Division of the National Toxicology Program, National Institute of Environmental Health Sciences, Research Triangle Park, NC, USA.
Department of Toxicogenomics, GROW School of Oncology and Development Biology, Maastricht University, Maastricht, The Netherlands.
Department of Pharmacokinetics, Dynamics and Metabolism, Janssen Pharmaceutical Companies of Johnson & Johnson, Beerse, Belgium.
Division of Drug Discovery and Safety, Leiden Academic Centre for Drug Research (LACDR), Leiden University, Leiden, The Netherlands.

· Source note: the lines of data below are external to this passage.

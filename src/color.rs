use serde::{Deserialize, Serialize};

/// RGBA color with sRGB-encoded channels in `[0, 1]`.
///
/// Material colors are authored and tweened in sRGB space, the same space a
/// CSS `rgb(...)` string lives in. Convert with [`Color::to_linear`] before
/// handing a color to the GPU.
#[derive(Clone, Copy, Debug, PartialEq, Serialize, Deserialize)]
pub struct Color {
    pub r: f32,
    pub g: f32,
    pub b: f32,
    pub a: f32,
}

impl Color {
    pub const fn rgba(r: f32, g: f32, b: f32, a: f32) -> Self {
        Self { r, g, b, a }
    }

    pub const fn rgb(r: f32, g: f32, b: f32) -> Self {
        Self { r, g, b, a: 1.0 }
    }

    pub const WHITE: Color = Color::rgba(1.0, 1.0, 1.0, 1.0);
    pub const BLACK: Color = Color::rgba(0.0, 0.0, 0.0, 1.0);
    pub const RED: Color = Color::rgba(1.0, 0.0, 0.0, 1.0);

    /// The sphere's starting green, `#00ff83`.
    pub const SPRING_GREEN: Color = Color::from_hex(0x00ff83);

    /// Build an opaque color from 8-bit channels.
    pub fn from_rgb8(r: u8, g: u8, b: u8) -> Self {
        Self::rgb(r as f32 / 255.0, g as f32 / 255.0, b as f32 / 255.0)
    }

    /// Build an opaque color from a `0xRRGGBB` literal.
    pub const fn from_hex(hex: u32) -> Self {
        Self::rgb(
            ((hex >> 16) & 0xff) as f32 / 255.0,
            ((hex >> 8) & 0xff) as f32 / 255.0,
            (hex & 0xff) as f32 / 255.0,
        )
    }

    /// Channel-wise interpolation of red, green and blue. Alpha is kept from `self`.
    pub fn lerp(self, other: Color, t: f32) -> Self {
        Self {
            r: self.r + (other.r - self.r) * t,
            g: self.g + (other.g - self.g) * t,
            b: self.b + (other.b - self.b) * t,
            a: self.a,
        }
    }

    /// Decode the sRGB transfer curve for shading.
    pub fn to_linear(self) -> [f32; 4] {
        [
            srgb_to_linear(self.r),
            srgb_to_linear(self.g),
            srgb_to_linear(self.b),
            self.a,
        ]
    }
}

impl Default for Color {
    fn default() -> Self {
        Self::WHITE
    }
}

fn srgb_to_linear(c: f32) -> f32 {
    if c <= 0.04045 {
        c / 12.92
    } else {
        ((c + 0.055) / 1.055).powf(2.4)
    }
}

Adaptive stress response pathways play a key role in the switch between adaptation and adversity, and are important in drug-induced liver injury. Previously, we have established an HepG2 fluorescent protein reporter platform to monitor adaptive stress response activation following drug treatment. HepG2 cells are often used in high-throughput primary toxicity screening, but metabolizing capacity in these cells is low and repeated dose toxicity testing inherently difficult. Here, we applied our bacterial artificial chromosome-based GFP reporter cell lines representing Nrf2 activation (Srxn1-GFP and NQO1-GFP), unfolded protein response (BiP-GFP and Chop-GFP), and DNA damage response (p21-GFP and Btg2-GFP) as long-term differentiated 3D liver-like spheroid cultures. All HepG2 GFP reporter lines differentiated into 3D spheroids similar to wild-type HepG2 cells. We systematically optimized the automated imaging and quantification of GFP reporter activity in individual spheroids using high-throughput confocal microscopy with a reference set of DILI compounds that activate these three stress response pathways at the transcriptional level in primary human hepatocytes. A panel of 33 compounds with established DILI liability was further tested in these six 3D GFP reporters in single 48 h treatment or 6 day daily repeated treatment. Strongest stress response activation was observed after 6-day repeated treatment, with the BiP and Srxn1-GFP reporters being most responsive and identified particular severe-DILI-onset compounds. Compounds that showed no GFP reporter activation in two-dimensional (2D) monolayer demonstrated GFP reporter stress response activation in 3D spheroids. Our data indicate that the application of BAC-GFP HepG2 cellular stress reporters in differentiated 3D spheroids is a promising strategy for mechanism-based identification of compounds with liability for DILI.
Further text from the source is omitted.